Work to complete =>
Find every line in the entries that holds the string "contains" and report it.

Data supplied =>
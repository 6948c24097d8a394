// SPDX-License-Identifier: BUSL-1.1
// Copyright (c) 2026 Alfred Jean LLC

//! HTTP client for a Consul-compatible coordination service
//!
//! ureq is blocking, so every request runs on the blocking pool. Blocking
//! queries hold a pool thread for up to their wait time.

mod wire;

use crate::kv::{required_session, KvError, KvStore};
use crate::session::{SessionError, SessionService};
use async_trait::async_trait;
use kvlock_core::{validate_key, KvEntry, QueryOptions, QueryResponse, SessionId, SessionRequest};
use std::sync::Arc;
use std::time::Duration;
use ureq::{Agent, RequestBuilder};

/// Environment variable naming the service address
pub const ADDRESS_ENV: &str = "KVLOCK_HTTP_ADDR";
/// Environment variable holding the ACL token
pub const TOKEN_ENV: &str = "KVLOCK_HTTP_TOKEN";
/// Environment variable naming the datacenter
pub const DATACENTER_ENV: &str = "KVLOCK_DATACENTER";

const DEFAULT_ADDRESS: &str = "127.0.0.1:8500";
const TOKEN_HEADER: &str = "X-Consul-Token";
const INDEX_HEADER: &str = "X-Consul-Index";

/// Connection settings for [`ConsulClient`]
#[derive(Debug, Clone, PartialEq, Eq)]
pub struct ConsulConfig {
    /// `host:port` or a full `http(s)://` URL
    pub address: String,
    pub token: Option<String>,
    pub datacenter: Option<String>,
    pub connect_timeout: Duration,
}

impl Default for ConsulConfig {
    fn default() -> Self {
        Self {
            address: DEFAULT_ADDRESS.to_string(),
            token: None,
            datacenter: None,
            connect_timeout: Duration::from_secs(5),
        }
    }
}

impl ConsulConfig {
    /// Defaults overridden by `KVLOCK_HTTP_ADDR`, `KVLOCK_HTTP_TOKEN` and
    /// `KVLOCK_DATACENTER`
    pub fn from_env() -> Self {
        let var = |name| std::env::var(name).ok().filter(|v: &String| !v.is_empty());
        let mut config = Self::default();
        if let Some(address) = var(ADDRESS_ENV) {
            config.address = address;
        }
        config.token = var(TOKEN_ENV);
        config.datacenter = var(DATACENTER_ENV);
        config
    }

    pub fn with_address(mut self, address: impl Into<String>) -> Self {
        self.address = address.into();
        self
    }

    pub fn with_token(mut self, token: impl Into<String>) -> Self {
        self.token = Some(token.into());
        self
    }

    pub fn with_datacenter(mut self, datacenter: impl Into<String>) -> Self {
        self.datacenter = Some(datacenter.into());
        self
    }

    pub fn with_connect_timeout(mut self, timeout: Duration) -> Self {
        self.connect_timeout = timeout;
        self
    }

    pub fn base_url(&self) -> String {
        let address = self.address.trim_end_matches('/');
        if address.contains("://") {
            address.to_string()
        } else {
            format!("http://{address}")
        }
    }
}

#[derive(Debug, Clone, Copy)]
enum Method {
    Get,
    Put,
    Delete,
}

struct Request {
    method: Method,
    path: String,
    params: Vec<(String, String)>,
    body: Option<Vec<u8>>,
}

impl Request {
    fn new(method: Method, path: String) -> Self {
        Self {
            method,
            path,
            params: Vec::new(),
            body: None,
        }
    }

    fn param(mut self, name: &str, value: impl ToString) -> Self {
        self.params.push((name.to_string(), value.to_string()));
        self
    }

    fn params(mut self, params: Vec<(String, String)>) -> Self {
        self.params.extend(params);
        self
    }

    fn body(mut self, body: Vec<u8>) -> Self {
        self.body = Some(body);
        self
    }
}

struct Response {
    status: u16,
    index: u64,
    body: String,
}

impl Response {
    fn is_success(&self) -> bool {
        (200..300).contains(&self.status)
    }
}

/// [`KvStore`] and [`SessionService`] over the service's HTTP API
#[derive(Clone)]
pub struct ConsulClient {
    agent: Agent,
    config: Arc<ConsulConfig>,
}

impl ConsulClient {
    pub fn new(config: ConsulConfig) -> Self {
        let agent_config = Agent::config_builder()
            .http_status_as_error(false)
            .timeout_connect(Some(config.connect_timeout))
            .build();
        Self {
            agent: Agent::new_with_config(agent_config),
            config: Arc::new(config),
        }
    }

    pub fn config(&self) -> &ConsulConfig {
        &self.config
    }

    async fn send(&self, request: Request) -> Result<Response, String> {
        let agent = self.agent.clone();
        let config = Arc::clone(&self.config);
        tokio::task::spawn_blocking(move || execute(&agent, &config, request))
            .await
            .map_err(|e| format!("request task failed: {e}"))?
    }

    async fn kv_write(&self, request: Request) -> Result<bool, KvError> {
        let response = self.send(request).await.map_err(KvError::Unavailable)?;
        if !response.is_success() {
            return Err(kv_status(response));
        }
        wire::parse_bool(&response.body).map_err(KvError::Decode)
    }

    async fn kv_read(
        &self,
        path: String,
        opts: &QueryOptions,
        recurse: bool,
    ) -> Result<QueryResponse<Vec<KvEntry>>, KvError> {
        let mut request = Request::new(Method::Get, path).params(wire::read_params(opts));
        if recurse {
            request = request.param("recurse", "true");
        }
        let response = self.send(request).await.map_err(KvError::Unavailable)?;
        match response.status {
            404 => Ok(QueryResponse::new(Vec::new(), response.index)),
            _ if response.is_success() => {
                let entries = wire::decode_pairs(&response.body).map_err(KvError::Decode)?;
                Ok(QueryResponse::new(entries, response.index))
            }
            _ => Err(kv_status(response)),
        }
    }

    async fn session_call(&self, request: Request) -> Result<Response, SessionError> {
        self.send(request).await.map_err(SessionError::Unavailable)
    }
}

fn kv_path(key: &str) -> String {
    format!("/v1/kv/{key}")
}

fn kv_status(response: Response) -> KvError {
    KvError::Status {
        status: response.status,
        body: response.body.trim().to_string(),
    }
}

fn session_status(response: Response) -> SessionError {
    SessionError::Status {
        status: response.status,
        body: response.body.trim().to_string(),
    }
}

fn decorate<B>(
    mut builder: RequestBuilder<B>,
    config: &ConsulConfig,
    params: &[(String, String)],
) -> RequestBuilder<B> {
    for (name, value) in params {
        builder = builder.query(name, value);
    }
    if let Some(dc) = &config.datacenter {
        builder = builder.query("dc", dc);
    }
    if let Some(token) = &config.token {
        builder = builder.header(TOKEN_HEADER, token.as_str());
    }
    builder
}

fn execute(agent: &Agent, config: &ConsulConfig, request: Request) -> Result<Response, String> {
    let url = format!("{}{}", config.base_url(), request.path);
    let result = match request.method {
        Method::Get => decorate(agent.get(&url), config, &request.params).call(),
        Method::Delete => decorate(agent.delete(&url), config, &request.params).call(),
        Method::Put => {
            let builder = decorate(agent.put(&url), config, &request.params);
            match &request.body {
                Some(body) => builder.send(&body[..]),
                None => builder.send_empty(),
            }
        }
    };
    let mut response = result.map_err(|e| format!("{url}: {e}"))?;
    let status = response.status().as_u16();
    let index = response
        .headers()
        .get(INDEX_HEADER)
        .and_then(|v| v.to_str().ok())
        .and_then(|v| v.parse().ok())
        .unwrap_or(0);
    let body = response
        .body_mut()
        .read_to_string()
        .map_err(|e| format!("{url}: failed to read response: {e}"))?;
    Ok(Response {
        status,
        index,
        body,
    })
}

fn write_request(entry: &KvEntry) -> Request {
    let request = Request::new(Method::Put, kv_path(&entry.key)).body(entry.value.clone());
    if entry.flags != 0 {
        request.param("flags", entry.flags)
    } else {
        request
    }
}

#[async_trait]
impl KvStore for ConsulClient {
    async fn get(
        &self,
        key: &str,
        opts: &QueryOptions,
    ) -> Result<QueryResponse<Option<KvEntry>>, KvError> {
        validate_key(key)?;
        let response = self.kv_read(kv_path(key), opts, false).await?;
        let last_index = response.last_index;
        Ok(QueryResponse::new(
            response.value.into_iter().find(|e| e.key == key),
            last_index,
        ))
    }

    async fn list(
        &self,
        prefix: &str,
        opts: &QueryOptions,
    ) -> Result<QueryResponse<Vec<KvEntry>>, KvError> {
        validate_key(prefix)?;
        self.kv_read(kv_path(prefix), opts, true).await
    }

    async fn put(&self, entry: &KvEntry) -> Result<bool, KvError> {
        validate_key(&entry.key)?;
        self.kv_write(write_request(entry)).await
    }

    async fn cas(&self, entry: &KvEntry) -> Result<bool, KvError> {
        validate_key(&entry.key)?;
        self.kv_write(write_request(entry).param("cas", entry.modify_index))
            .await
    }

    async fn acquire(&self, entry: &KvEntry) -> Result<bool, KvError> {
        validate_key(&entry.key)?;
        let session = required_session(entry)?;
        self.kv_write(write_request(entry).param("acquire", session))
            .await
    }

    async fn release(&self, entry: &KvEntry) -> Result<bool, KvError> {
        validate_key(&entry.key)?;
        let session = required_session(entry)?;
        self.kv_write(write_request(entry).param("release", session))
            .await
    }

    async fn delete(&self, key: &str) -> Result<bool, KvError> {
        validate_key(key)?;
        self.kv_write(Request::new(Method::Delete, kv_path(key)))
            .await
    }

    async fn delete_cas(&self, entry: &KvEntry) -> Result<bool, KvError> {
        validate_key(&entry.key)?;
        let request =
            Request::new(Method::Delete, kv_path(&entry.key)).param("cas", entry.modify_index);
        self.kv_write(request).await
    }
}

#[async_trait]
impl SessionService for ConsulClient {
    async fn create(&self, request: &SessionRequest) -> Result<SessionId, SessionError> {
        let body = serde_json::to_vec(&wire::SessionCreate::from(request))
            .map_err(|e| SessionError::Decode(e.to_string()))?;
        let response = self
            .session_call(Request::new(Method::Put, "/v1/session/create".to_string()).body(body))
            .await?;
        if !response.is_success() {
            return Err(session_status(response));
        }
        let created: wire::SessionCreated = serde_json::from_str(&response.body)
            .map_err(|e| SessionError::Decode(e.to_string()))?;
        Ok(SessionId(created.id))
    }

    async fn renew(&self, id: &SessionId) -> Result<Duration, SessionError> {
        let path = format!("/v1/session/renew/{id}");
        let response = self
            .session_call(Request::new(Method::Put, path))
            .await?;
        if response.status == 404 {
            return Err(SessionError::Expired(id.clone()));
        }
        if !response.is_success() {
            return Err(session_status(response));
        }
        let sessions: Vec<wire::SessionInfo> = serde_json::from_str(&response.body)
            .map_err(|e| SessionError::Decode(e.to_string()))?;
        match sessions.first() {
            Some(info) => info.ttl().map_err(SessionError::Decode),
            None => Err(SessionError::Expired(id.clone())),
        }
    }

    async fn destroy(&self, id: &SessionId) -> Result<(), SessionError> {
        let path = format!("/v1/session/destroy/{id}");
        let response = self
            .session_call(Request::new(Method::Put, path))
            .await?;
        if !response.is_success() {
            return Err(session_status(response));
        }
        Ok(())
    }
}

#[cfg(test)]
#[path = "client_tests.rs"]
mod tests;
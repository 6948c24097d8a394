// SPDX-License-Identifier: BUSL-1.1
// Copyright (c) 2026 Alfred Jean LLC

//! Traced adapter wrappers for consistent observability

use crate::kv::{KvError, KvStore};
use crate::session::{SessionError, SessionService};
use async_trait::async_trait;
use kvlock_core::{KvEntry, QueryOptions, QueryResponse, SessionId, SessionRequest};
use std::time::{Duration, Instant};
use tracing::Instrument;

fn elapsed_ms(start: Instant) -> u64 {
    u64::try_from(start.elapsed().as_millis()).unwrap_or(u64::MAX)
}

/// Wrapper that adds tracing to any KvStore
#[derive(Clone)]
pub struct TracedKvStore<K> {
    inner: K,
}

impl<K> TracedKvStore<K> {
    pub fn new(inner: K) -> Self {
        Self { inner }
    }

    pub fn inner(&self) -> &K {
        &self.inner
    }
}

impl<K: KvStore> TracedKvStore<K> {
    async fn traced_write(
        &self,
        op: &'static str,
        entry: &KvEntry,
        call: impl std::future::Future<Output = Result<bool, KvError>>,
    ) -> Result<bool, KvError> {
        let span = tracing::debug_span!("kv.write", op, key = %entry.key, index = entry.modify_index);
        async move {
            let start = Instant::now();
            let result = call.await;
            match &result {
                Ok(applied) => {
                    tracing::debug!(applied, elapsed_ms = elapsed_ms(start), "write done")
                }
                Err(e) => tracing::warn!(elapsed_ms = elapsed_ms(start), error = %e, "write failed"),
            }
            result
        }
        .instrument(span)
        .await
    }
}

#[async_trait]
impl<K: KvStore> KvStore for TracedKvStore<K> {
    async fn get(
        &self,
        key: &str,
        opts: &QueryOptions,
    ) -> Result<QueryResponse<Option<KvEntry>>, KvError> {
        let span = tracing::debug_span!("kv.get", key, wait_index = opts.wait_index);
        async {
            let start = Instant::now();
            let result = self.inner.get(key, opts).await;
            match &result {
                Ok(response) => tracing::trace!(
                    found = response.value.is_some(),
                    last_index = response.last_index,
                    elapsed_ms = elapsed_ms(start),
                    "read"
                ),
                Err(e) => tracing::warn!(elapsed_ms = elapsed_ms(start), error = %e, "read failed"),
            }
            result
        }
        .instrument(span)
        .await
    }

    async fn list(
        &self,
        prefix: &str,
        opts: &QueryOptions,
    ) -> Result<QueryResponse<Vec<KvEntry>>, KvError> {
        let span = tracing::debug_span!("kv.list", prefix, wait_index = opts.wait_index);
        async {
            let start = Instant::now();
            let result = self.inner.list(prefix, opts).await;
            match &result {
                Ok(response) => tracing::trace!(
                    entries = response.value.len(),
                    last_index = response.last_index,
                    elapsed_ms = elapsed_ms(start),
                    "listed"
                ),
                Err(e) => tracing::warn!(elapsed_ms = elapsed_ms(start), error = %e, "list failed"),
            }
            result
        }
        .instrument(span)
        .await
    }

    async fn put(&self, entry: &KvEntry) -> Result<bool, KvError> {
        self.traced_write("put", entry, self.inner.put(entry)).await
    }

    async fn cas(&self, entry: &KvEntry) -> Result<bool, KvError> {
        self.traced_write("cas", entry, self.inner.cas(entry)).await
    }

    async fn acquire(&self, entry: &KvEntry) -> Result<bool, KvError> {
        self.traced_write("acquire", entry, self.inner.acquire(entry))
            .await
    }

    async fn release(&self, entry: &KvEntry) -> Result<bool, KvError> {
        self.traced_write("release", entry, self.inner.release(entry))
            .await
    }

    async fn delete(&self, key: &str) -> Result<bool, KvError> {
        let entry = KvEntry::new(key);
        self.traced_write("delete", &entry, self.inner.delete(key))
            .await
    }

    async fn delete_cas(&self, entry: &KvEntry) -> Result<bool, KvError> {
        self.traced_write("delete_cas", entry, self.inner.delete_cas(entry))
            .await
    }
}

/// Wrapper that adds tracing to any SessionService
#[derive(Clone)]
pub struct TracedSessionService<S> {
    inner: S,
}

impl<S> TracedSessionService<S> {
    pub fn new(inner: S) -> Self {
        Self { inner }
    }
}

#[async_trait]
impl<S: SessionService> SessionService for TracedSessionService<S> {
    async fn create(&self, request: &SessionRequest) -> Result<SessionId, SessionError> {
        let span = tracing::info_span!("session.create", name = %request.name);
        async {
            tracing::info!(
                ttl = ?request.ttl,
                behavior = %request.behavior,
                "creating"
            );
            let start = Instant::now();
            let result = self.inner.create(request).await;
            match &result {
                Ok(id) => tracing::info!(
                    session = %id,
                    elapsed_ms = elapsed_ms(start),
                    "session created"
                ),
                Err(e) => tracing::error!(
                    elapsed_ms = elapsed_ms(start),
                    error = %e,
                    "create failed"
                ),
            }
            result
        }
        .instrument(span)
        .await
    }

    async fn renew(&self, id: &SessionId) -> Result<Duration, SessionError> {
        let span = tracing::debug_span!("session.renew", session = %id);
        async {
            let result = self.inner.renew(id).await;
            match &result {
                Ok(ttl) => tracing::debug!(ttl = ?ttl, "renewed"),
                Err(SessionError::Expired(_)) => tracing::warn!("session expired"),
                Err(e) => tracing::warn!(error = %e, "renew failed"),
            }
            result
        }
        .instrument(span)
        .await
    }

    async fn destroy(&self, id: &SessionId) -> Result<(), SessionError> {
        let span = tracing::info_span!("session.destroy", session = %id);
        async {
            let result = self.inner.destroy(id).await;
            // Destroy failing is often acceptable (session already gone)
            match &result {
                Ok(()) => tracing::info!("destroyed"),
                Err(e) => tracing::warn!(error = %e, "destroy failed (may be expected)"),
            }
            result
        }
        .instrument(span)
        .await
    }
}

#[cfg(test)]
#[path = "traced_tests.rs"]
mod tests;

Task response =>
        if address.contains("://") {
        (200..300).contains(&self.status)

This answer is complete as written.